_Task goal_: Here are some entries. Print them exactly as they are.

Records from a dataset

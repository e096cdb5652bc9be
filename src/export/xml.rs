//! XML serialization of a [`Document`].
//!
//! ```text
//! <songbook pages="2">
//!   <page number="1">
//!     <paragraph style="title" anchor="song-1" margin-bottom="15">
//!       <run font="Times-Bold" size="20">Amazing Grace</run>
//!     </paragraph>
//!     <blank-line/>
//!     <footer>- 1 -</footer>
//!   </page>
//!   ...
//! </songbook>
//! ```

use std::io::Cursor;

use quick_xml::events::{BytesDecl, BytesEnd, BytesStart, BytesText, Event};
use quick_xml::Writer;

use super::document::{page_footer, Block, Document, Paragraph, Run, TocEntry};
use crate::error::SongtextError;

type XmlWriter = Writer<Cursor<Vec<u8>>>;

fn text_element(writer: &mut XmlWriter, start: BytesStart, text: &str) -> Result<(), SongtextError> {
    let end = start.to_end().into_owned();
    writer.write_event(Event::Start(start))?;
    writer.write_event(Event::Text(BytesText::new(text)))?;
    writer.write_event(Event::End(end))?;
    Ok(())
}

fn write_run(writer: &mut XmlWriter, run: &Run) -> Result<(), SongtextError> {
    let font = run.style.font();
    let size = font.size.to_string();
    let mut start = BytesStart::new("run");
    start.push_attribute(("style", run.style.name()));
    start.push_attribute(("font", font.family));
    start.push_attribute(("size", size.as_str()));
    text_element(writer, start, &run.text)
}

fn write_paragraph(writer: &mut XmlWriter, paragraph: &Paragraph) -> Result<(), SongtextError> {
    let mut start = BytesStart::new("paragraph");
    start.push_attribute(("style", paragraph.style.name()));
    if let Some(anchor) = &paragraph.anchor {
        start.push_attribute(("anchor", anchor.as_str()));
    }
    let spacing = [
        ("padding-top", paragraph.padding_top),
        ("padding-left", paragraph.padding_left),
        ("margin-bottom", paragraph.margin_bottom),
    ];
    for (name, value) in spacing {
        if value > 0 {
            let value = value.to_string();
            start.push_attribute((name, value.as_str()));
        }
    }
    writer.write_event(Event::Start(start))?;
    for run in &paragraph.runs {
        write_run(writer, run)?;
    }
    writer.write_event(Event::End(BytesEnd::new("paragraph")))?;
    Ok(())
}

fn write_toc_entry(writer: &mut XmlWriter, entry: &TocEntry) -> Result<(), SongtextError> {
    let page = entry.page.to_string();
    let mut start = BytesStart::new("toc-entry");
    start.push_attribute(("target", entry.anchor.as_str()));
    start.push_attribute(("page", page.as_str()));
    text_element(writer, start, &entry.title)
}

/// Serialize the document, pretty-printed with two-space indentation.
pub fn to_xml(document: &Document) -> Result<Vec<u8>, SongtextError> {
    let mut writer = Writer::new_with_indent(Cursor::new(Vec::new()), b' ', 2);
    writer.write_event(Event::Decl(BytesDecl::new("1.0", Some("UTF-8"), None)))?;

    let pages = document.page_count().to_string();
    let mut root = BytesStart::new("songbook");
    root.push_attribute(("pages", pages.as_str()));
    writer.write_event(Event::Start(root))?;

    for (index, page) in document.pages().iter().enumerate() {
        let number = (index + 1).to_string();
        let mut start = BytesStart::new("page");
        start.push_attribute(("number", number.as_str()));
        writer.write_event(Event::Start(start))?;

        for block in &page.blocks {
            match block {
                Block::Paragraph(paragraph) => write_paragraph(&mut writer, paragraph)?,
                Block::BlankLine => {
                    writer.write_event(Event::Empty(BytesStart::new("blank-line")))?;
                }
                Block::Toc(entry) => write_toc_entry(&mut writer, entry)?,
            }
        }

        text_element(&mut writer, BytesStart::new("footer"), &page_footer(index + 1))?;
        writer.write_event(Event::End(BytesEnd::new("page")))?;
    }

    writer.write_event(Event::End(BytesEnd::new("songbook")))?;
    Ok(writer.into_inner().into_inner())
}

_Reply to the task_:
repository e096cdb5652bc9be
filename src/export/xml.rs
//! XML serialization of a [`Document`].
//!
//! ```text
//! <songbook pages="2">
//!   <page number="1">
//!     <paragraph style="title" anchor="song-1" margin-bottom="15">
//!       <run font="Times-Bold" size="20">Amazing Grace</run>
//!     </paragraph>
//!     <blank-line/>
//!     <footer>- 1 -</footer>
//!   </page>
//!   ...
//! </songbook>
//! ```

use std::io::Cursor;

use quick_xml::events::{BytesDecl, BytesEnd, BytesStart, BytesText, Event};
use quick_xml::Writer;

use super::document::{page_footer, Block, Document, Paragraph, Run, TocEntry};
use crate::error::SongtextError;

type XmlWriter = Writer<Cursor<Vec<u8>>>;

fn text_element(writer: &mut XmlWriter, start: BytesStart, text: &str) -> Result<(), SongtextError> {
    let end = start.to_end().into_owned();
    writer.write_event(Event::Start(start))?;
    writer.write_event(Event::Text(BytesText::new(text)))?;
    writer.write_event(Event::End(end))?;
    Ok(())
}

fn write_run(writer: &mut XmlWriter, run: &Run) -> Result<(), SongtextError> {
    let font = run.style.font();
    let size = font.size.to_string();
    let mut start = BytesStart::new("run");
    start.push_attribute(("style", run.style.name()));
    start.push_attribute(("font", font.family));
    start.push_attribute(("size", size.as_str()));
    text_element(writer, start, &run.text)
}

fn write_paragraph(writer: &mut XmlWriter, paragraph: &Paragraph) -> Result<(), SongtextError> {
    let mut start = BytesStart::new("paragraph");
    start.push_attribute(("style", paragraph.style.name()));
    if let Some(anchor) = &paragraph.anchor {
        start.push_attribute(("anchor", anchor.as_str()));
    }
    let spacing = [
        ("padding-top", paragraph.padding_top),
        ("padding-left", paragraph.padding_left),
        ("margin-bottom", paragraph.margin_bottom),
    ];
    for (name, value) in spacing {
        if value > 0 {
            let value = value.to_string();
            start.push_attribute((name, value.as_str()));
        }
    }
    writer.write_event(Event::Start(start))?;
    for run in &paragraph.runs {
        write_run(writer, run)?;
    }
    writer.write_event(Event::End(BytesEnd::new("paragraph")))?;
    Ok(())
}

fn write_toc_entry(writer: &mut XmlWriter, entry: &TocEntry) -> Result<(), SongtextError> {
    let page = entry.page.to_string();
    let mut start = BytesStart::new("toc-entry");
    start.push_attribute(("target", entry.anchor.as_str()));
    start.push_attribute(("page", page.as_str()));
    text_element(writer, start, &entry.title)
}

/// Serialize the document, pretty-printed with two-space indentation.
pub fn to_xml(document: &Document) -> Result<Vec<u8>, SongtextError> {
    let mut writer = Writer::new_with_indent(Cursor::new(Vec::new()), b' ', 2);
    writer.write_event(Event::Decl(BytesDecl::new("1.0", Some("UTF-8"), None)))?;

    let pages = document.page_count().to_string();
    let mut root = BytesStart::new("songbook");
    root.push_attribute(("pages", pages.as_str()));
    writer.write_event(Event::Start(root))?;

    for (index, page) in document.pages().iter().enumerate() {
        let number = (index + 1).to_string();
        let mut start = BytesStart::new("page");
        start.push_attribute(("number", number.as_str()));
        writer.write_event(Event::Start(start))?;

        for block in &page.blocks {
            match block {
                Block::Paragraph(paragraph) => write_paragraph(&mut writer, paragraph)?,
                Block::BlankLine => {
                    writer.write_event(Event::Empty(BytesStart::new("blank-line")))?;
                }
                Block::Toc(entry) => write_toc_entry(&mut writer, entry)?,
            }
        }

        text_element(&mut writer, BytesStart::new("footer"), &page_footer(index + 1))?;
        writer.write_event(Event::End(BytesEnd::new("page")))?;
    }

    writer.write_event(Event::End(BytesEnd::new("songbook")))?;
    Ok(writer.into_inner().into_inner())
}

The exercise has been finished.